• **What you should do**
Look through the lines below and extract any with the word "ClientSecrets".

Start of Supplied material

//! Google OAuth2 Flow
//!
//! インストールアプリ向けの同意フロー（ループバックリダイレクト）とトークン更新

use anyhow::{Context, Result};
use async_trait::async_trait;
use axum::extract::{Query, State};
use axum::http::StatusCode;
use axum::routing::get;
use axum::Router;
use chrono::{Duration, Utc};
use log::{debug, info, warn};
use reqwest::{Client, Url};
use serde::Deserialize;
use std::collections::HashMap;
use std::path::PathBuf;
use std::sync::{Arc, Mutex};
use tokio::net::TcpListener;
use tokio::sync::oneshot;
use uuid::Uuid;

use super::client_secrets::ClientSecrets;
use crate::adapter::error::{check_status, CredentialError};
use crate::domain::repositories::credential_repository::{AuthorizationFlow, Credential};

const SERVICE: &str = "OAuth";
const SUCCESS_PAGE: &str =
    "The authentication flow has completed. You may close this window.";
const FAILURE_PAGE: &str = "The authentication flow failed. Return to the terminal.";

/// トークンエンドポイントのレスポンス
#[derive(Debug, Clone, Deserialize)]
struct TokenResponse {
    access_token: String,
    #[serde(default)]
    expires_in: Option<i64>,
    #[serde(default)]
    refresh_token: Option<String>,
    #[serde(default)]
    scope: Option<String>,
}

/// Google OAuth2 フロー
pub struct GoogleOAuthFlow {
    http: Client,
    client_secrets_path: PathBuf,
    scope: String,
}

impl GoogleOAuthFlow {
    pub fn new(http: Client, client_secrets_path: PathBuf, scope: &str) -> Self {
        Self {
            http,
            client_secrets_path,
            scope: scope.to_string(),
        }
    }

    pub fn connect(client_secrets_path: PathBuf, scope: &str) -> Result<Self> {
        let http = Client::builder()
            .build()
            .context("Failed to create HTTP client for OAuth")?;
        Ok(Self::new(http, client_secrets_path, scope))
    }

    /// Build the consent page URL
    pub fn authorization_url(
        secrets: &ClientSecrets,
        redirect_uri: &str,
        state: &str,
        scope: &str,
    ) -> Result<Url> {
        Url::parse_with_params(
            &secrets.auth_uri,
            &[
                ("response_type", "code"),
                ("client_id", secrets.client_id.as_str()),
                ("redirect_uri", redirect_uri),
                ("scope", scope),
                ("state", state),
                ("access_type", "offline"),
                ("prompt", "consent"),
            ],
        )
        .context("Invalid auth_uri in client secrets")
    }

    async fn request_token(&self, token_uri: &str, form: &[(&str, &str)]) -> Result<TokenResponse> {
        debug!("POST {}", token_uri);

        let response = self
            .http
            .post(token_uri)
            .form(form)
            .send()
            .await
            .context("Failed to send token request")?;

        let response = check_status(SERVICE, response).await?;
        response
            .json()
            .await
            .context("Failed to parse token response")
    }

    /// Exchange an authorization code for a credential
    pub async fn exchange_code(
        &self,
        secrets: &ClientSecrets,
        code: &str,
        redirect_uri: &str,
    ) -> Result<Credential> {
        let response = self
            .request_token(
                &secrets.token_uri,
                &[
                    ("grant_type", "authorization_code"),
                    ("code", code),
                    ("client_id", secrets.client_id.as_str()),
                    ("client_secret", secrets.client_secret.as_str()),
                    ("redirect_uri", redirect_uri),
                ],
            )
            .await?;

        Ok(Credential {
            token: response.access_token,
            refresh_token: response.refresh_token,
            token_uri: secrets.token_uri.clone(),
            client_id: secrets.client_id.clone(),
            client_secret: secrets.client_secret.clone(),
            scopes: scopes_from(response.scope.as_deref(), &[self.scope.clone()]),
            expiry: response
                .expires_in
                .map(|secs| Utc::now() + Duration::seconds(secs)),
        })
    }
}

/// Split a space-delimited scope string, falling back to `previous`
fn scopes_from(scope: Option<&str>, previous: &[String]) -> Vec<String> {
    match scope {
        Some(scope) if !scope.trim().is_empty() => {
            scope.split_whitespace().map(|s| s.to_string()).collect()
        }
        _ => previous.to_vec(),
    }
}

/// Parse the query of the loopback redirect
///
/// `state` is checked before `error` and `code`.
pub fn parse_redirect(
    params: &HashMap<String, String>,
    expected_state: &str,
) -> Result<String, CredentialError> {
    if params.get("state").map(String::as_str) != Some(expected_state) {
        return Err(CredentialError::StateMismatch);
    }

    if let Some(error) = params.get("error") {
        return Err(CredentialError::ConsentDenied(error.clone()));
    }

    params.get("code").cloned().ok_or(CredentialError::MissingCode)
}

type RedirectOutcome = Result<String, CredentialError>;

/// リダイレクト受信ハンドラの共有状態
#[derive(Clone)]
struct RedirectState {
    expected_state: Arc<str>,
    outcome: Arc<Mutex<Option<oneshot::Sender<RedirectOutcome>>>>,
}

async fn receive_redirect(
    State(state): State<RedirectState>,
    Query(params): Query<HashMap<String, String>>,
) -> (StatusCode, &'static str) {
    let outcome = parse_redirect(&params, &state.expected_state);
    if let Err(CredentialError::StateMismatch) = outcome {
        warn!("Ignoring redirect with an unexpected state");
        return (StatusCode::BAD_REQUEST, FAILURE_PAGE);
    }

    let page = match outcome {
        Ok(_) => (StatusCode::OK, SUCCESS_PAGE),
        Err(_) => (StatusCode::BAD_REQUEST, FAILURE_PAGE),
    };

    let sender = state.outcome.lock().ok().and_then(|mut slot| slot.take());
    if let Some(sender) = sender {
        let _ = sender.send(outcome);
    }

    page
}

/// Serve the loopback redirect until a request with the expected state arrives
pub async fn wait_for_code(listener: TcpListener, expected_state: &str) -> Result<String> {
    let (outcome_tx, outcome_rx) = oneshot::channel();
    let state = RedirectState {
        expected_state: Arc::from(expected_state),
        outcome: Arc::new(Mutex::new(Some(outcome_tx))),
    };
    let app = Router::new()
        .route("/", get(receive_redirect))
        .with_state(state);

    if let Ok(addr) = listener.local_addr() {
        debug!("Waiting for redirect on {}", addr);
    }

    let (shutdown_tx, shutdown_rx) = oneshot::channel::<()>();
    let server = tokio::spawn(async move {
        axum::serve(listener, app)
            .with_graceful_shutdown(async move {
                let _ = shutdown_rx.await;
            })
            .await
    });

    let outcome = outcome_rx.await;
    let _ = shutdown_tx.send(());
    server
        .await
        .context("Redirect listener task failed")?
        .context("Redirect listener failed")?;

    let code = outcome.context("Redirect listener stopped before the redirect arrived")??;
    Ok(code)
}

#[async_trait]
impl AuthorizationFlow for GoogleOAuthFlow {
    async fn refresh(&self, credential: &Credential) -> Result<Credential> {
        let refresh_token = credential
            .refresh_token
            .as_deref()
            .context("Credential has no refresh token")?;

        let response = self
            .request_token(
                &credential.token_uri,
                &[
                    ("grant_type", "refresh_token"),
                    ("refresh_token", refresh_token),
                    ("client_id", credential.client_id.as_str()),
                    ("client_secret", credential.client_secret.as_str()),
                ],
            )
            .await?;

        info!("Refreshed access token");

        Ok(Credential {
            token: response.access_token,
            refresh_token: response
                .refresh_token
                .or_else(|| credential.refresh_token.clone()),
            token_uri: credential.token_uri.clone(),
            client_id: credential.client_id.clone(),
            client_secret: credential.client_secret.clone(),
            scopes: scopes_from(response.scope.as_deref(), &credential.scopes),
            expiry: response
                .expires_in
                .map(|secs| Utc::now() + Duration::seconds(secs)),
        })
    }

    async fn authorize(&self) -> Result<Credential> {
        let secrets = ClientSecrets::load(&self.client_secrets_path)?;

        let listener = TcpListener::bind(("127.0.0.1", 0))
            .await
            .context("Failed to bind loopback listener")?;
        let port = listener
            .local_addr()
            .context("Failed to read loopback address")?
            .port();
        let redirect_uri = format!("http://127.0.0.1:{}/", port);
        let state = Uuid::new_v4().to_string();

        let url = Self::authorization_url(&secrets, &redirect_uri, &state, &self.scope)?;
        println!("Please visit this URL to authorize this application: {}", url);

        let code = wait_for_code(listener, &state).await?;
        self.exchange_code(&secrets, &code, &redirect_uri).await
    }
}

End of Supplied material

• **Exercise output**
use super::client_secrets::ClientSecrets;
        secrets: &ClientSecrets,
        secrets: &ClientSecrets,
        let secrets = ClientSecrets::load(&self.client_secrets_path)?;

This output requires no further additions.